◆ EXERCISE ◆
In the data below, work out how many lines include the string "copied". Only the number should be given.

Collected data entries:
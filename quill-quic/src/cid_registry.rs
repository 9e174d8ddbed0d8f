//! Pools of active connection IDs, one per direction
//!
//! Each connection tracks two of these: the IDs the peer issued to us (stamped
//! into outgoing packet headers) and the IDs we issued to the peer (validated
//! against RETIRE_CONNECTION_ID). Pool sizes are bounded by the negotiated
//! `active_connection_id_limit`, so linear scans are fine.

use rustc_hash::FxHashSet;
use tracing::trace;

use crate::shared::{ConnectionId, ResetToken};

/// A connection ID and its attributes, immutable once issued
#[derive(Debug, Clone, Copy, Eq, PartialEq)]
pub(crate) struct CidEntry {
    pub(crate) id: ConnectionId,
    pub(crate) sequence: u64,
    pub(crate) reset_token: Option<ResetToken>,
}

/// Bounded pool of usable connection IDs for one direction
#[derive(Debug)]
pub(crate) struct CidRegistry {
    capacity: usize,
    entries: Vec<CidEntry>,
    retired: FxHashSet<u64>,
    /// All sequence numbers below this are retired; monotonically non-decreasing
    retire_prior_to: u64,
    /// Round-robin cursor for `next_active`
    cursor: usize,
}

impl CidRegistry {
    pub(crate) fn new(capacity: usize) -> Self {
        Self {
            capacity,
            entries: Vec::new(),
            retired: FxHashSet::default(),
            retire_prior_to: 0,
            cursor: 0,
        }
    }

    /// Resize the pool once the peer's `active_connection_id_limit` is known
    ///
    /// Registries are constructed with a placeholder capacity before the
    /// handshake delivers the negotiated limits.
    pub(crate) fn set_capacity(&mut self, capacity: usize) {
        debug_assert!(capacity >= self.entries.len());
        self.capacity = capacity;
    }

    pub(crate) fn len(&self) -> usize {
        self.entries.len()
    }

    pub(crate) fn retire_prior_to(&self) -> u64 {
        self.retire_prior_to
    }

    /// Add an entry, unless the pool is full
    ///
    /// Returns `false` and leaves the pool untouched when at capacity. Never
    /// overwrites: callers must look up the sequence number first.
    pub(crate) fn insert(&mut self, entry: CidEntry) -> bool {
        debug_assert!(self.by_sequence(entry.sequence).is_none());
        debug_assert!(!self.retired.contains(&entry.sequence));
        debug_assert!(entry.sequence >= self.retire_prior_to);
        if self.entries.len() == self.capacity {
            return false;
        }
        self.entries.push(entry);
        true
    }

    pub(crate) fn by_sequence(&self, sequence: u64) -> Option<&CidEntry> {
        self.entries.iter().find(|e| e.sequence == sequence)
    }

    pub(crate) fn by_id(&self, id: &ConnectionId) -> Option<&CidEntry> {
        self.entries.iter().find(|e| e.id == *id)
    }

    pub(crate) fn is_retired(&self, sequence: u64) -> bool {
        self.retired.contains(&sequence)
    }

    /// Remove the entry for `sequence`, if any, and remember it as retired
    ///
    /// Idempotent; retiring an unknown sequence number still records it so a
    /// late-arriving entry is not resurrected.
    pub(crate) fn retire(&mut self, sequence: u64) {
        if let Some(i) = self.entries.iter().position(|e| e.sequence == sequence) {
            self.entries.remove(i);
            if self.cursor > i {
                self.cursor -= 1;
            }
        }
        self.retired.insert(sequence);
    }

    /// Retire every entry below `threshold` and raise the threshold
    ///
    /// Returns the newly retired sequence numbers, in issue order. A threshold
    /// at or below the current one is a no-op.
    pub(crate) fn advance_retirement(&mut self, threshold: u64) -> Vec<u64> {
        if threshold <= self.retire_prior_to {
            return Vec::new();
        }
        let mut newly_retired = Vec::new();
        let mut i = 0;
        while i < self.entries.len() {
            if self.entries[i].sequence < threshold {
                let entry = self.entries.remove(i);
                if self.cursor > i {
                    self.cursor -= 1;
                }
                trace!(sequence = entry.sequence, "retiring CID below threshold");
                self.retired.insert(entry.sequence);
                newly_retired.push(entry.sequence);
            } else {
                i += 1;
            }
        }
        newly_retired.sort_unstable();
        self.retire_prior_to = threshold;
        newly_retired
    }

    /// The ID to stamp into the next outgoing packet header
    ///
    /// Round-robins through the live pool; `None` iff the pool is empty.
    pub(crate) fn next_active(&mut self) -> Option<ConnectionId> {
        if self.entries.is_empty() {
            return None;
        }
        self.cursor %= self.entries.len();
        let id = self.entries[self.cursor].id;
        self.cursor = (self.cursor + 1) % self.entries.len();
        Some(id)
    }
}

#[cfg(test)]
mod tests {
    use super::*;

    fn entry(sequence: u64) -> CidEntry {
        CidEntry {
            id: ConnectionId::new(&[sequence as u8; 8]),
            sequence,
            reset_token: Some([0xcd; crate::RESET_TOKEN_SIZE].into()),
        }
    }

    #[test]
    fn capacity_is_enforced() {
        let mut reg = CidRegistry::new(3);
        for seq in 0..3 {
            assert!(reg.insert(entry(seq)));
        }
        assert!(!reg.insert(entry(3)));
        assert_eq!(reg.len(), 3);
        assert!(reg.by_sequence(3).is_none());
    }

    #[test]
    fn retirement_is_idempotent() {
        let mut reg = CidRegistry::new(4);
        reg.insert(entry(0));
        reg.insert(entry(1));
        reg.retire(1);
        assert!(reg.is_retired(1));
        assert!(reg.by_sequence(1).is_none());
        reg.retire(1);
        assert_eq!(reg.len(), 1);
        // Space freed by retirement is reusable
        assert!(reg.insert(entry(2)));
    }

    #[test]
    fn advance_retirement_drains_below_threshold() {
        let mut reg = CidRegistry::new(8);
        for seq in 0..5 {
            reg.insert(entry(seq));
        }
        assert_eq!(reg.advance_retirement(3), vec![0, 1, 2]);
        assert_eq!(reg.retire_prior_to(), 3);
        for seq in 0..3 {
            assert!(reg.is_retired(seq));
            assert!(reg.by_sequence(seq).is_none());
        }
        assert!(reg.by_sequence(3).is_some());

        // Not exceeding the current threshold: no-op
        assert_eq!(reg.advance_retirement(3), Vec::<u64>::new());
        assert_eq!(reg.advance_retirement(1), Vec::<u64>::new());
        assert_eq!(reg.retire_prior_to(), 3);
    }

    #[test]
    fn round_robin_cycles_live_entries() {
        let mut reg = CidRegistry::new(4);
        assert_eq!(reg.next_active(), None);
        reg.insert(entry(0));
        reg.insert(entry(1));
        let a = reg.next_active().unwrap();
        let b = reg.next_active().unwrap();
        assert_ne!(a, b);
        assert_eq!(reg.next_active().unwrap(), a);

        reg.retire(0);
        assert_eq!(reg.next_active().unwrap(), entry(1).id);
        assert_eq!(reg.next_active().unwrap(), entry(1).id);
    }

    #[test]
    fn lookup_by_id() {
        let mut reg = CidRegistry::new(2);
        reg.insert(entry(7));
        assert_eq!(reg.by_id(&entry(7).id).unwrap().sequence, 7);
        assert!(reg.by_id(&entry(9).id).is_none());
    }
}
use std::{fmt, net::SocketAddr, ops};

use bytes::{Buf, BufMut};
use rand::RngCore;

use crate::{MAX_CID_SIZE, RESET_TOKEN_SIZE};

/// Protocol-level identifier for a connection.
///
/// Mainly useful for identifying this connection's packets on the wire with tools like Wireshark.
#[derive(Clone, Copy, Eq, PartialEq, Ord, PartialOrd, Hash)]
pub struct ConnectionId {
    len: u8,
    bytes: [u8; MAX_CID_SIZE],
}

impl ConnectionId {
    /// Construct cid from byte array
    pub fn new(bytes: &[u8]) -> Self {
        debug_assert!(bytes.len() <= MAX_CID_SIZE);
        let mut res = Self {
            len: bytes.len() as u8,
            bytes: [0; MAX_CID_SIZE],
        };
        res.bytes[..bytes.len()].copy_from_slice(bytes);
        res
    }

    /// Construct cid of length `len` from freshly generated random bytes
    pub fn random<R: RngCore>(rng: &mut R, len: usize) -> Self {
        debug_assert!(len <= MAX_CID_SIZE);
        let mut res = Self {
            len: len as u8,
            bytes: [0; MAX_CID_SIZE],
        };
        rng.fill_bytes(&mut res.bytes[..len]);
        res
    }

    /// Constructs cid by reading `len` bytes from a `Buf`
    ///
    /// Callers need to assure that `buf.remaining() >= len`
    pub(crate) fn from_buf(buf: &mut impl Buf, len: usize) -> Self {
        debug_assert!(len <= MAX_CID_SIZE);
        let mut res = Self {
            len: len as u8,
            bytes: [0; MAX_CID_SIZE],
        };
        buf.copy_to_slice(&mut res[..len]);
        res
    }

    /// Decode from long header format
    pub(crate) fn decode_long(buf: &mut impl Buf) -> Option<Self> {
        let len = if buf.has_remaining() {
            buf.get_u8() as usize
        } else {
            return None;
        };
        if len > MAX_CID_SIZE || buf.remaining() < len {
            return None;
        }
        Some(Self::from_buf(buf, len))
    }

    /// Encode in long header format
    pub(crate) fn encode_long(&self, buf: &mut impl BufMut) {
        buf.put_u8(self.len() as u8);
        buf.put_slice(self);
    }
}

impl ops::Deref for ConnectionId {
    type Target = [u8];
    fn deref(&self) -> &[u8] {
        &self.bytes[0..self.len as usize]
    }
}

impl ops::DerefMut for ConnectionId {
    fn deref_mut(&mut self) -> &mut [u8] {
        &mut self.bytes[0..self.len as usize]
    }
}

impl fmt::Debug for ConnectionId {
    fn fmt(&self, f: &mut fmt::Formatter<'_>) -> fmt::Result {
        self.bytes[0..self.len as usize].fmt(f)
    }
}

impl fmt::Display for ConnectionId {
    fn fmt(&self, f: &mut fmt::Formatter<'_>) -> fmt::Result {
        for byte in self.iter() {
            write!(f, "{byte:02x}")?;
        }
        Ok(())
    }
}

impl std::error::Error for ConnectionId {}

/// Stateless reset token
///
/// Used for an endpoint to securely communicate that it has lost state for a connection.
#[derive(Debug, Copy, Clone, Eq, PartialEq, Hash)]
pub struct ResetToken([u8; RESET_TOKEN_SIZE]);

impl ResetToken {
    pub(crate) fn random<R: RngCore>(rng: &mut R) -> Self {
        let mut bytes = [0; RESET_TOKEN_SIZE];
        rng.fill_bytes(&mut bytes);
        Self(bytes)
    }
}

impl From<[u8; RESET_TOKEN_SIZE]> for ResetToken {
    fn from(x: [u8; RESET_TOKEN_SIZE]) -> Self {
        Self(x)
    }
}

impl ops::Deref for ResetToken {
    type Target = [u8];
    fn deref(&self) -> &[u8] {
        &self.0
    }
}

/// An outgoing datagram, addressed and ready for the wire
#[derive(Debug)]
pub struct Transmit {
    /// The socket this datagram should be sent to
    pub destination: SocketAddr,
    /// Contents of the datagram
    pub contents: Box<[u8]>,
}

/// A connection's fixed identifiers, immutable for the connection's lifetime
#[derive(Debug, Clone)]
pub struct ConnectionIdentity {
    /// The CID this endpoint chose during the handshake
    pub local_cid: ConnectionId,
    /// The CID the peer chose during the handshake
    pub peer_cid: ConnectionId,
    /// Destination CID of the very first Initial packet, chosen by the client
    pub original_dst_cid: ConnectionId,
    /// Length of locally issued CIDs; zero disables CID-based routing for this endpoint
    pub local_cid_len: usize,
}

#[cfg(test)]
mod tests {
    use super::*;

    #[test]
    fn cid_coding() {
        let cid = ConnectionId::new(&[0xab; 9]);
        let mut buf = Vec::new();
        cid.encode_long(&mut buf);
        assert_eq!(buf.len(), 10);
        assert_eq!(ConnectionId::decode_long(&mut &buf[..]), Some(cid));

        // Length byte claiming more data than the buffer holds
        assert_eq!(ConnectionId::decode_long(&mut &buf[..5]), None);
    }

    #[test]
    fn cid_display() {
        let cid = ConnectionId::new(&[0x0f, 0xf0]);
        assert_eq!(cid.to_string(), "0ff0");
    }
}
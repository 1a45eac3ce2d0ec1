//! Wikirank Core
//!
//! This crate computes PageRank scores for the pages of a wiki from its link
//! structure. It implements:
//!
//! - An in-memory page graph with id and name lookup
//! - Fixed-iteration damped PageRank with synchronous or sequential rounds
//! - Ranked reports of the result
//! - Loading a graph from page and link rows
//!
//! # Architecture
//!
//! The crate is organized into several modules:
//!
//! - `graph`: Page nodes and the arena that owns them
//! - `rank`: Rank configuration, the round engine, and reports
//! - `loader`: Turning store rows into graph construction calls
//! - `error`: The crate error type
//!
//! # Example
//!
//! ```rust
//! use wikirank_core::graph::PageGraph;
//! use wikirank_core::rank::RankConfig;
//!
//! let mut graph = PageGraph::new();
//! let a = graph.add_node(1, "A");
//! let b = graph.add_node(2, "B");
//! graph.add_link(a, b).unwrap();
//! graph.add_link(b, a).unwrap();
//!
//! let report = graph.compute_all_ranks(10, &RankConfig::default()).unwrap();
//! for (name, rank) in report.name_ranks() {
//!     assert!((rank - 1.0).abs() < 1e-7, "{name}");
//! }
//! ```

pub mod error;
pub mod graph;
pub mod loader;
pub mod rank;

pub use error::{GraphError, Result};
pub use graph::{Node, NodeIndex, PageGraph, PageId, PageRef};
pub use loader::{load_graph, LoadSummary, MemorySource, PageSource};
pub use rank::{DanglingPolicy, RankConfig, RankReport, UpdateSchedule};
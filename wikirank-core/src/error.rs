//! Error Types
//!
//! Every fallible operation in the crate returns [`GraphError`]. Lookup misses
//! on the read side are not errors: `find_*` returns `None` and the caller
//! decides what a miss means.

use thiserror::Error;

use crate::graph::{NodeIndex, PageId, PageRef};

/// Result alias used throughout the crate.
pub type Result<T> = std::result::Result<T, GraphError>;

/// Errors raised while building a page graph or computing ranks.
#[derive(Debug, Error)]
pub enum GraphError {
    /// Checked construction found a page with the same id.
    #[error("duplicate page id {0}")]
    DuplicateId(PageId),

    /// Checked construction found a page with the same name.
    #[error("duplicate page name {0:?}")]
    DuplicateName(String),

    /// A link endpoint could not be resolved.
    #[error("no page matches {0}")]
    UnknownPage(PageRef),

    /// A node index that does not belong to the current graph.
    #[error("node index {0} is not part of this graph")]
    UnknownIndex(NodeIndex),

    /// Damping factor outside `[0, 1)` or not finite.
    #[error("damping factor must be finite and in [0, 1), got {0}")]
    InvalidDamping(f64),

    /// Initial rank that is negative or not finite.
    #[error("initial rank must be finite and non-negative, got {0}")]
    InvalidInitialRank(f64),

    /// A contributor with no outgoing links was read under `DanglingPolicy::Fail`.
    #[error("page {0} contributes rank but has no outgoing links")]
    DanglingContributor(PageId),

    /// The page source failed to produce rows.
    #[error("page source failed: {0}")]
    Source(#[source] Box<dyn std::error::Error + Send + Sync>),

    /// Configuration or source JSON could not be parsed.
    #[error("invalid JSON: {0}")]
    Json(#[from] serde_json::Error),
}
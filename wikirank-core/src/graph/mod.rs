//! Page Graph
//!
//! This module implements the in-memory directed graph of wiki pages.
//!
//! # Overview
//!
//! - Nodes represent pages: an external id, a title, and a current rank
//! - Edges represent links: if page A links to page B, there is an edge from A to B
//!
//! # Design Decisions
//!
//! 1. Nodes live in an arena addressed by [`NodeIndex`] rather than pointing
//!    at each other. Links form cycles all the time in a wiki, and index
//!    pairs keep ownership flat.
//!
//! 2. Each node stores both outgoing and incoming links. Outgoing links give
//!    the out-degree a page divides its rank by; incoming links are what a
//!    page sums over during its own update.
//!
//! 3. Lookup by id and by name are separate operations ([`PageGraph::find_by_id`],
//!    [`PageGraph::find_by_name`]), with [`PageRef`] for callers that carry
//!    either.

mod node;
mod page_graph;

pub use node::{Links, Node, NodeIndex, PageId, PageRef, DEFAULT_INITIAL_RANK, DEFAULT_TOLERANCE};
pub use page_graph::PageGraph;
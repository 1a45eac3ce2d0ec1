//! Page Graph
//!
//! The page graph owns every node and drives rank computation.
//!
//! # Layout
//!
//! Nodes live in an arena and are addressed by [`NodeIndex`]. Links are
//! index pairs stored on both endpoints, so there are no mutual references
//! between nodes and no shared ownership.
//!
//! The collection order (what `nodes()` and reports walk) is kept separately
//! from the arena. It starts as insertion order and becomes rank order after
//! a computation, while indices handed out earlier stay valid.
//!
//! Lookup by id or name returns the first match in collection order. The
//! indexes below are rebuilt whenever that order changes so they always
//! agree with a linear scan.

use indexmap::IndexMap;
use tracing::debug;

use super::node::{Node, NodeIndex, PageId, PageRef, DEFAULT_INITIAL_RANK};
use crate::error::{GraphError, Result};
use crate::rank::{self, RankConfig, RankReport, RankedPage};

/// The page graph. Append-only until cleared.
#[derive(Debug, Clone)]
pub struct PageGraph {
    /// All nodes, indexed by [`NodeIndex`].
    arena: Vec<Node>,

    /// Collection order.
    order: Vec<NodeIndex>,

    /// First node in collection order for each id.
    by_id: IndexMap<PageId, NodeIndex>,

    /// First node in collection order for each name.
    by_name: IndexMap<String, NodeIndex>,

    /// Rank given to new nodes and restored by `reset_ranks`.
    initial_rank: f64,
}

impl PageGraph {
    /// Create an empty graph.
    pub fn new() -> Self {
        Self::empty(DEFAULT_INITIAL_RANK)
    }

    /// Create an empty graph whose nodes start at `initial_rank`.
    ///
    /// The rank must be finite and non-negative, otherwise rounds can produce
    /// negative or NaN ranks.
    pub fn with_initial_rank(initial_rank: f64) -> Result<Self> {
        if initial_rank.is_finite() && initial_rank >= 0.0 {
            Ok(Self::empty(initial_rank))
        } else {
            Err(GraphError::InvalidInitialRank(initial_rank))
        }
    }

    fn empty(initial_rank: f64) -> Self {
        Self {
            arena: Vec::new(),
            order: Vec::new(),
            by_id: IndexMap::new(),
            by_name: IndexMap::new(),
            initial_rank,
        }
    }

    /// Drop every node and link.
    pub fn clear(&mut self) {
        self.arena.clear();
        self.order.clear();
        self.by_id.clear();
        self.by_name.clear();
    }

    /// Get the total number of nodes in the graph.
    pub fn len(&self) -> usize {
        self.arena.len()
    }

    pub fn is_empty(&self) -> bool {
        self.arena.is_empty()
    }

    pub fn initial_rank(&self) -> f64 {
        self.initial_rank
    }

    /// Append a node.
    ///
    /// Ids and names are not checked. A duplicate becomes a distinct node
    /// that lookups will not return while an earlier match exists.
    pub fn add_node(&mut self, id: impl Into<PageId>, name: impl Into<String>) -> NodeIndex {
        let id = id.into();
        let name = name.into();
        let idx = NodeIndex::new(self.arena.len());

        self.by_id.entry(id).or_insert(idx);
        self.by_name.entry(name.clone()).or_insert(idx);
        self.arena.push(Node::new(id, name, self.initial_rank));
        self.order.push(idx);
        idx
    }

    /// Append a node, rejecting duplicate ids and names.
    pub fn try_add_node(&mut self, id: impl Into<PageId>, name: impl Into<String>) -> Result<NodeIndex> {
        let id = id.into();
        let name = name.into();
        if self.by_id.contains_key(&id) {
            return Err(GraphError::DuplicateId(id));
        }
        if self.by_name.contains_key(&name) {
            return Err(GraphError::DuplicateName(name));
        }
        Ok(self.add_node(id, name))
    }

    /// Add a link from `from` to `to`, updating both sides.
    ///
    /// Self-links and repeated links are kept; each entry counts toward the
    /// source's out-degree.
    pub fn add_link(&mut self, from: NodeIndex, to: NodeIndex) -> Result<()> {
        for idx in [from, to] {
            if idx.slot() >= self.arena.len() {
                return Err(GraphError::UnknownIndex(idx));
            }
        }
        self.arena[from.slot()].push_outgoing(to);
        self.arena[to.slot()].push_incoming(from);
        Ok(())
    }

    /// Resolve both ends and add a link between them.
    pub fn link_pages(&mut self, from: &PageRef, to: &PageRef) -> Result<()> {
        let source = self.find(from).ok_or_else(|| GraphError::UnknownPage(from.clone()))?;
        let target = self.find(to).ok_or_else(|| GraphError::UnknownPage(to.clone()))?;
        self.add_link(source, target)
    }

    /// First node with the given id.
    pub fn find_by_id(&self, id: impl Into<PageId>) -> Option<NodeIndex> {
        self.by_id.get(&id.into()).copied()
    }

    /// First node with the given name.
    pub fn find_by_name(&self, name: &str) -> Option<NodeIndex> {
        self.by_name.get(name).copied()
    }

    pub fn find(&self, page: &PageRef) -> Option<NodeIndex> {
        match page {
            PageRef::Id(id) => self.find_by_id(*id),
            PageRef::Name(name) => self.find_by_name(name),
        }
    }

    /// Get a reference to a node.
    pub fn node(&self, idx: NodeIndex) -> Option<&Node> {
        self.arena.get(idx.slot())
    }

    /// Look a page up and return its node.
    pub fn page(&self, page: &PageRef) -> Option<&Node> {
        self.find(page).and_then(|idx| self.node(idx))
    }

    /// Nodes in collection order.
    pub fn nodes(&self) -> impl Iterator<Item = &Node> + '_ {
        self.order.iter().map(|idx| &self.arena[idx.slot()])
    }

    /// Put every rank back to the initial rank.
    pub fn reset_ranks(&mut self) {
        for node in &mut self.arena {
            node.set_rank(self.initial_rank);
        }
    }

    /// Sum of all ranks.
    pub fn total_rank(&self) -> f64 {
        rank::total_rank(&self.arena)
    }

    /// Run `iterations` update rounds, then order the collection by rank,
    /// highest first.
    ///
    /// Ranks carry over from any previous computation; call
    /// [`reset_ranks`](Self::reset_ranks) to start over. On error the ranks
    /// and order are unchanged.
    pub fn compute_all_ranks(&mut self, iterations: usize, config: &RankConfig) -> Result<RankReport> {
        rank::run_rounds(&mut self.arena, &self.order, iterations, config)?;
        self.sort_by_rank();
        Ok(self.report_with_iterations(iterations))
    }

    /// Report of the current collection order, without computing anything.
    pub fn report(&self) -> RankReport {
        self.report_with_iterations(0)
    }

    fn report_with_iterations(&self, iterations: usize) -> RankReport {
        let pages = self
            .nodes()
            .map(|node| RankedPage {
                id: node.id(),
                name: node.name().to_string(),
                rank: node.rank(),
            })
            .collect();
        RankReport::new(pages, iterations)
    }

    /// Stable sort of the collection by rank, descending.
    fn sort_by_rank(&mut self) {
        let arena = &self.arena;
        self.order
            .sort_by(|a, b| arena[a.slot()].cmp_by_rank_desc(&arena[b.slot()]));
        self.rebuild_indexes();
        debug!(nodes = self.order.len(), "sorted pages by rank");
    }

    fn rebuild_indexes(&mut self) {
        self.by_id.clear();
        self.by_name.clear();
        for &idx in &self.order {
            let node = &self.arena[idx.slot()];
            self.by_id.entry(node.id()).or_insert(idx);
            if !self.by_name.contains_key(node.name()) {
                self.by_name.insert(node.name().to_string(), idx);
            }
        }
    }
}

impl Default for PageGraph {
    fn default() -> Self {
        Self::new()
    }
}
//! Hierarchical ignore-pattern traversal engine
//!
//! This module decides, for every path in a directory tree, whether it
//! belongs in a project snapshot. Exclusion rules come from per-directory
//! `.gitignore` files whose scope cascades to descendants; nested files
//! override ancestor rules and `!`-prefixed patterns re-include paths a
//! broader pattern excluded.

pub mod ruleset;
pub mod stack;
pub mod walker;

// Re-export commonly used items
pub use ruleset::{MatchStatus, RuleSet};
pub use stack::{IgnoreStack, RULE_FILE_NAME};
pub use walker::{TreeWalker, Walk, RESERVED_DIRS};
//! Error types for downgrade-build

use std::path::PathBuf;
use thiserror::Error;

/// Main error type for downgrade-build operations
#[derive(Error, Debug)]
pub enum DowngradeError {
    /// Project-related errors
    #[error("Project root not found: {path}")]
    ProjectRootNotFound { path: PathBuf },

    #[error("Manifest not found: {path}")]
    ManifestNotFound { path: PathBuf },

    #[error("Invalid manifest: {reason}")]
    InvalidManifest { reason: String },

    /// Dependency minimization errors
    #[error("No minimum version satisfies `{range}` for dependency `{name}`")]
    NoMinimumVersion { name: String, range: String },

    /// Package-manager invocation errors
    #[error("Command `{command}` exited with status code {code}")]
    CommandFailed { command: String, code: i32 },

    #[error("Command `{command}` was terminated by a signal")]
    CommandTerminated { command: String },

    /// Configuration errors
    #[error("Configuration error: {reason}")]
    ConfigurationError { reason: String },

    /// I/O errors
    #[error("I/O error: {0}")]
    Io(#[from] std::io::Error),

    /// Serialization errors
    #[error("JSON serialization error: {0}")]
    JsonSerialization(#[from] serde_json::Error),
}

impl DowngradeError {
    /// Create a new project root not found error
    pub fn project_root_not_found(path: PathBuf) -> Self {
        Self::ProjectRootNotFound { path }
    }

    /// Create a new manifest not found error
    pub fn manifest_not_found(path: PathBuf) -> Self {
        Self::ManifestNotFound { path }
    }

    /// Create a new invalid manifest error
    pub fn invalid_manifest(reason: impl Into<String>) -> Self {
        Self::InvalidManifest {
            reason: reason.into(),
        }
    }

    /// Create a new no-minimum-version error
    pub fn no_minimum_version(name: impl Into<String>, range: impl Into<String>) -> Self {
        Self::NoMinimumVersion {
            name: name.into(),
            range: range.into(),
        }
    }

    /// Create a new command failed error
    pub fn command_failed(command: impl Into<String>, code: i32) -> Self {
        Self::CommandFailed {
            command: command.into(),
            code,
        }
    }

    /// Create a new command terminated error
    pub fn command_terminated(command: impl Into<String>) -> Self {
        Self::CommandTerminated {
            command: command.into(),
        }
    }

    /// Create a new configuration error
    pub fn configuration_error(reason: impl Into<String>) -> Self {
        Self::ConfigurationError {
            reason: reason.into(),
        }
    }
}

/// Result type alias for downgrade-build operations
pub type Result<T> = std::result::Result<T, DowngradeError>;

◆ ANSWER BOX ◆
2